In light of COVID-19, a majority of states and local governments have issued some sort of “stay at home” or “shelter in place” order, causing many non-essential businesses, including numerous aesthetic practices, to temporarily close their doors. Even if your business isn’t experiencing these kinds of mandates, your patients may have decided to put their treatment on hold for safety reasons.
As a response, we received questions from clients and aesthetic practitioners asking, “How do I continue treatments safely for clients who missed treatments due to COVID-19 or other reasons?” and “How do I alleviate the concerns of my patients who are worried this lapse in treatment is going to affect their overall results?”
In response, Amy Yan, Astanza Client Marketing Manager, and Justin Arnosky, Astanza VP of Clinical Education, sat down and answered questions for both laser practitioners and patients regarding paused laser hair removal and laser tattoo removal treatments due to the coronavirus pandemic in our latest "Ask Astanza" video! This video series was created to answer some of the most pressing questions we receive from Astanza clients and anyone interested in the aesthetic laser industry.
In this article, we focus on the laser hair removal section of the video and discuss the physiology of hair growth, clinical recommendations for safe treatment, and what expectations to share with concerned patients. For more information on laser tattoo removal clinical recommendations, watch the full video "Ask Astanza: Aesthetic Treatments in a Time of COVID-19" below.
Watch the full video #AskAstanza - Aesthetic Treatments in a Time of COVID-19:
Laser Hair Removal Physiology
Laser hair removal works by targeting hair shafts in the anagen phase. The laser energy is distributed to the papilla, which disrupts the growth cycle and damages the follicle to the point where future hair grows thinner, less densely, or perhaps not at all.
Hair growth occurs in cycles and has three distinct phases: telogen, anagen, and catagen. The telogen phase involves shedding fully-grown hair, the anagen phase is when hair is actively growing, and the catagen phase is the resting phase when hair detaches from the papilla and blood flow. Because this growth occurs in cycles, only a percentage of hair is in the targeted anagen phase at one time, which is why multiple treatments are necessary to achieve desired results.
Clinical Recommendations for Practitioners
Upon re-opening, you are probably going to see patients return with more hair growth than if they maintained their regular treatment schedule. While some patients may require an additional treatment or two, this won't be the case for everyone. Many patients will continue to see fantastic reduction throughout their process, despite the pause in their treatment.
That said, there are a few combinations we need to consider. If a patient has exceptionally dense hair and is at an early stage of treatment, they may require an additional session because beginning treatment settings tend to be a little more conservative. Patients who are further along in their process may have likely seen a significant reduction in their hair density. In this case, you can continue to advance the protocols and use more aggressive energy, pulse formatting, or both.

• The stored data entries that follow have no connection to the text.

impl LedgerStore for SqliteStore {
    fn get_card(&mut self, id: CardId) -> Result<Option<Card>, LedgerError> {
        let mut stmt = self
            .conn
            .prepare("SELECT card_id, amount, owner, active FROM cards WHERE card_id = ?1")
            .map_err(ledger_err)?;
        stmt.query_row(params![id.to_string()], card_from_row)
            .optional()
            .map_err(ledger_err)
    }

    fn insert_card(&mut self, card: &Card) -> Result<(), LedgerError> {
        self.conn
            .execute(
                "INSERT INTO cards(card_id, amount, owner, active, created_at)
                 VALUES (?1, ?2, ?3, ?4, ?5)",
                params![
                    card.id.to_string(),
                    card.amount,
                    card.owner,
                    i64::from(card.active),
                    now_rfc3339().map_err(|err| LedgerError::Storage(err.to_string()))?
                ],
            )
            .map_err(ledger_err)?;
        Ok(())
    }

    fn find_by_owner(
        &mut self,
        owner: &str,
        page: &PageSpec,
        sort: &SortSpec,
    ) -> Result<Vec<Card>, LedgerError> {
        // The ordering fragment comes from a closed enum, never caller text.
        let query = format!(
            "SELECT card_id, amount, owner, active FROM cards
             WHERE owner = ?1 AND active = 1
             ORDER BY {} LIMIT ?2 OFFSET ?3",
            order_by_fragment(sort)
        );
        let mut stmt = self.conn.prepare(&query).map_err(ledger_err)?;
        let rows = stmt
            .query_map(
                params![owner, i64::from(page.size), i64::try_from(page.offset()).unwrap_or(i64::MAX)],
                card_from_row,
            )
            .map_err(ledger_err)?;

        let mut cards = Vec::new();
        for row in rows {
            cards.push(row.map_err(ledger_err)?);
        }
        Ok(cards)
    }

    fn update_amount(
        &mut self,
        id: CardId,
        owner: &str,
        amount: f64,
    ) -> Result<WriteOutcome, LedgerError> {
        // Compare-and-set: the WHERE clause re-checks visibility at commit
        // time, so a row won by a concurrent deactivation is simply missed.
        let affected = self
            .conn
            .execute(
                "UPDATE cards SET amount = ?1
                 WHERE card_id = ?2 AND owner = ?3 AND active = 1",
                params![amount, id.to_string(), owner],
            )
            .map_err(ledger_err)?;

        if affected == 0 {
            Ok(WriteOutcome::NotVisible)
        } else {
            Ok(WriteOutcome::Applied)
        }
    }

    fn deactivate_with_audit(
        &mut self,
        id: CardId,
        owner: &str,
        entry: &AuditEntry,
    ) -> Result<WriteOutcome, LedgerError> {
        let tx = self
            .conn
            .transaction()
            .map_err(|err| LedgerError::Storage(err.to_string()))?;

        let affected = tx
            .execute(
                "UPDATE cards SET active = 0
                 WHERE card_id = ?1 AND owner = ?2 AND active = 1",
                params![id.to_string(), owner],
            )
            .map_err(ledger_err)?;

        if affected == 0 {
            // Nothing flipped, so nothing to audit; the transaction is
            // dropped unfinished and rolls back.
            return Ok(WriteOutcome::NotVisible);
        }

        tx.execute(
            "INSERT INTO audit_entries(audit_entry_id, subject_type, subject_id, recorded_at)
             VALUES (?1, ?2, ?3, ?4)",
            params![
                entry.id.to_string(),
                entry.subject_type,
                entry.subject_id.to_string(),
                rfc3339(entry.recorded_at).map_err(|err| LedgerError::Storage(err.to_string()))?
            ],
        )
        .map_err(ledger_err)?;

        tx.commit()
            .map_err(|err| LedgerError::Storage(err.to_string()))?;
        Ok(WriteOutcome::Applied)
    }

    fn find_audit_by_subject(
        &mut self,
        subject_type: &str,
        subject_id: CardId,
    ) -> Result<Option<AuditEntry>, LedgerError> {
        let mut stmt = self
            .conn
            .prepare(
                "SELECT audit_entry_id, subject_type, subject_id, recorded_at
                 FROM audit_entries
                 WHERE subject_type = ?1 AND subject_id = ?2",
            )
            .map_err(ledger_err)?;
        stmt.query_row(params![subject_type, subject_id.to_string()], audit_from_row)
            .optional()
            .map_err(ledger_err)
    }
}

fn order_by_fragment(sort: &SortSpec) -> &'static str {
    match (sort.key, sort.direction) {
        (SortKey::Amount, SortDirection::Asc) => "amount ASC, card_id ASC",
        (SortKey::Amount, SortDirection::Desc) => "amount DESC, card_id ASC",
        (SortKey::Id, SortDirection::Asc) => "card_id ASC",
        (SortKey::Id, SortDirection::Desc) => "card_id DESC",
    }
}

fn card_from_row(row: &rusqlite::Row<'_>) -> rusqlite::Result<Card> {
    let id_raw: String = row.get(0)?;
    let id = CardId::parse(&id_raw).ok_or_else(|| invalid_ulid(0, &id_raw))?;
    Ok(Card {
        id,
        amount: row.get(1)?,
        owner: row.get(2)?,
        active: row.get::<_, i64>(3)? == 1,
    })
}

fn audit_from_row(row: &rusqlite::Row<'_>) -> rusqlite::Result<AuditEntry> {
    let entry_id_raw: String = row.get(0)?;
    let entry_id = AuditEntryId::parse(&entry_id_raw).ok_or_else(|| invalid_ulid(0, &entry_id_raw))?;
    let subject_id_raw: String = row.get(2)?;
    let subject_id = CardId::parse(&subject_id_raw).ok_or_else(|| invalid_ulid(2, &subject_id_raw))?;
    let recorded_at_raw: String = row.get(3)?;
    let recorded_at =
        OffsetDateTime::parse(&recorded_at_raw, &time::format_description::well_known::Rfc3339)
            .map_err(|err| {
                rusqlite::Error::FromSqlConversionFailure(
                    3,
                    rusqlite::types::Type::Text,
                    Box::new(err),
                )
            })?;

    Ok(AuditEntry {
        id: entry_id,
        subject_type: row.get(1)?,
        subject_id,
        recorded_at,
    })
}

fn invalid_ulid(column: usize, raw: &str) -> rusqlite::Error {
    rusqlite::Error::FromSqlConversionFailure(
        column,
        rusqlite::types::Type::Text,
        Box::new(std::io::Error::new(
            std::io::ErrorKind::InvalidData,
            format!("invalid ULID in row: {raw}"),
        )),
    )
}

/// Busy and locked outcomes are retryable conflicts; everything else is a
/// plain storage fault.
fn ledger_err(err: rusqlite::Error) -> LedgerError {
    match &err {
        rusqlite::Error::SqliteFailure(inner, _)
            if matches!(inner.code, ErrorCode::DatabaseBusy | ErrorCode::DatabaseLocked) =>
        {
            LedgerError::Conflict(err.to_string())
        }
        _ => LedgerError::Storage(err.to_string()),
    }
}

The rule of thumb for treatment protocols is “treat the hair you see.” Regardless of the number of sessions they’ve had or how they presented during their first treatment, use your clinical judgment and rely on your training to assess the coarseness, density, and other hair factors and adapt your protocol accordingly.

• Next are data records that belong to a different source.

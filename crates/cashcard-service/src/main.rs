use std::net::SocketAddr;
use std::path::PathBuf;

use anyhow::Result;
use axum::extract::{Path, Query, State};
use axum::http::header::LOCATION;
use axum::http::{HeaderMap, StatusCode};
use axum::response::{IntoResponse, Response};
use axum::routing::{get, post};
use axum::{Json, Router};
use cashcard_api::{
    parse_sort, CashCardApi, CreateCardRequest, UpdateCardRequest, API_CONTRACT_VERSION,
};
use cashcard_core::{Card, CardId, Identity, LedgerError, PageSpec, Role, SortSpec};
use clap::Parser;
use serde::{Deserialize, Serialize};

const SERVICE_CONTRACT_VERSION: &str = "service.v1";
const OPENAPI_YAML: &str = include_str!("../../../openapi/openapi.yaml");

/// Trusted identity headers, populated by the authenticating reverse proxy.
const IDENTITY_NAME_HEADER: &str = "x-identity-name";
const IDENTITY_ROLES_HEADER: &str = "x-identity-roles";

#[derive(Debug, Clone)]
struct ServiceState {
    api: CashCardApi,
}

#[derive(Debug, Clone, Serialize)]
struct ServiceEnvelope<T>
where
    T: Serialize,
{
    service_contract_version: &'static str,
    api_contract_version: &'static str,
    data: T,
}

#[derive(Debug, Clone, Serialize)]
struct ServiceError {
    #[serde(skip)]
    status: StatusCode,
    service_contract_version: &'static str,
    error: String,
}

#[derive(Debug, Clone, Deserialize)]
struct MigrateRequest {
    dry_run: bool,
}

#[derive(Debug, Clone, Serialize)]
struct HealthResponse {
    status: &'static str,
}

#[derive(Debug, Clone, Default, Deserialize)]
struct ListParams {
    page: Option<u32>,
    size: Option<u32>,
    sort: Option<String>,
}

#[derive(Debug, Parser)]
#[command(name = "cashcard-service")]
#[command(about = "Local HTTP service for the CashCard ledger")]
struct Args {
    #[arg(long, default_value = "./cashcard.sqlite3")]
    db: PathBuf,
    #[arg(long, default_value = "127.0.0.1:4020")]
    bind: SocketAddr,
}

impl IntoResponse for ServiceError {
    fn into_response(self) -> Response {
        let status = self.status;
        (status, Json(self)).into_response()
    }
}

fn service_error(status: StatusCode, message: impl Into<String>) -> ServiceError {
    ServiceError {
        status,
        service_contract_version: SERVICE_CONTRACT_VERSION,
        error: message.into(),
    }
}

/// Collapse an API error onto the outward status map. `NotFound` covers
/// absent, inactive, and foreign-owned records without distinction.
fn ledger_error_response(err: &anyhow::Error) -> ServiceError {
    let status = match err.downcast_ref::<LedgerError>() {
        Some(LedgerError::NotFound) => StatusCode::NOT_FOUND,
        Some(LedgerError::AuthorizationDenied) => StatusCode::FORBIDDEN,
        Some(LedgerError::Validation(_)) => StatusCode::BAD_REQUEST,
        Some(LedgerError::Conflict(_)) => StatusCode::CONFLICT,
        Some(LedgerError::Storage(_)) | None => StatusCode::INTERNAL_SERVER_ERROR,
    };
    service_error(status, err.to_string())
}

Another consideration to keep in mind is the tanning level and sun exposure of your patient. Despite the "shelter at home" mandate, many people are spending more time outside to stay sane during this time of isolation. If you treated a patient in February and expect to treat them in May, June, or even July, you should expect them to have more melanin in their skin in addition to more hair growth.
If this is the case for many of your patients, definitely consider reducing your energy settings (1-2 J/cm2) or using more conservative pulse formats (double instead of single pulse) once you resume treatment. Also, make sure you emphasize and remind your patients the importance of avoiding UV exposure at least two weeks after their treatments and before their next treatment. Remember, laser hair removal works best on contrasting skin and hair pigments. For example, a patient with skin type I and black hair will have much better results than a patient with skin type 4 and light brown hair.
Setting Patient Expectations for Results
As for patients who are concerned that the current pause in their treatment schedule is going to affect their results, remind them that laser hair removal only targets hair in the anagen phase, aka the active growing phase. Once hair is treated, you've damaged the follicle and reduced its ability to regenerate hair. This fact will not change no matter how long a patient waits or how long their treatment is delayed. Hair emerging from that follicle will be permanently reduced. Simply put, skipping or delaying appointments should not significantly affect a patient's overall results.
The hairs that grow during this treatment lapse are hairs that were missed during their previous treatment(s) due to the growth cycle they were in and possibly their location on the body. However, the hair density will be less than before, depending on the stage of treatment the patient is in. For example, a patient who's had 1 to 2 treatments will still show new growth while a patient who's had five sessions will have a significant reduction in density and hair thickness.
Assure patients that you will continue to treat and remove the actively growing hair and resume treatment intervals once your doors open. They may need additional treatment to get their desired results; however, it's equally likely that this period will be nothing but a pause in treatment, and they'll still attain great results in their predetermined number of treatments.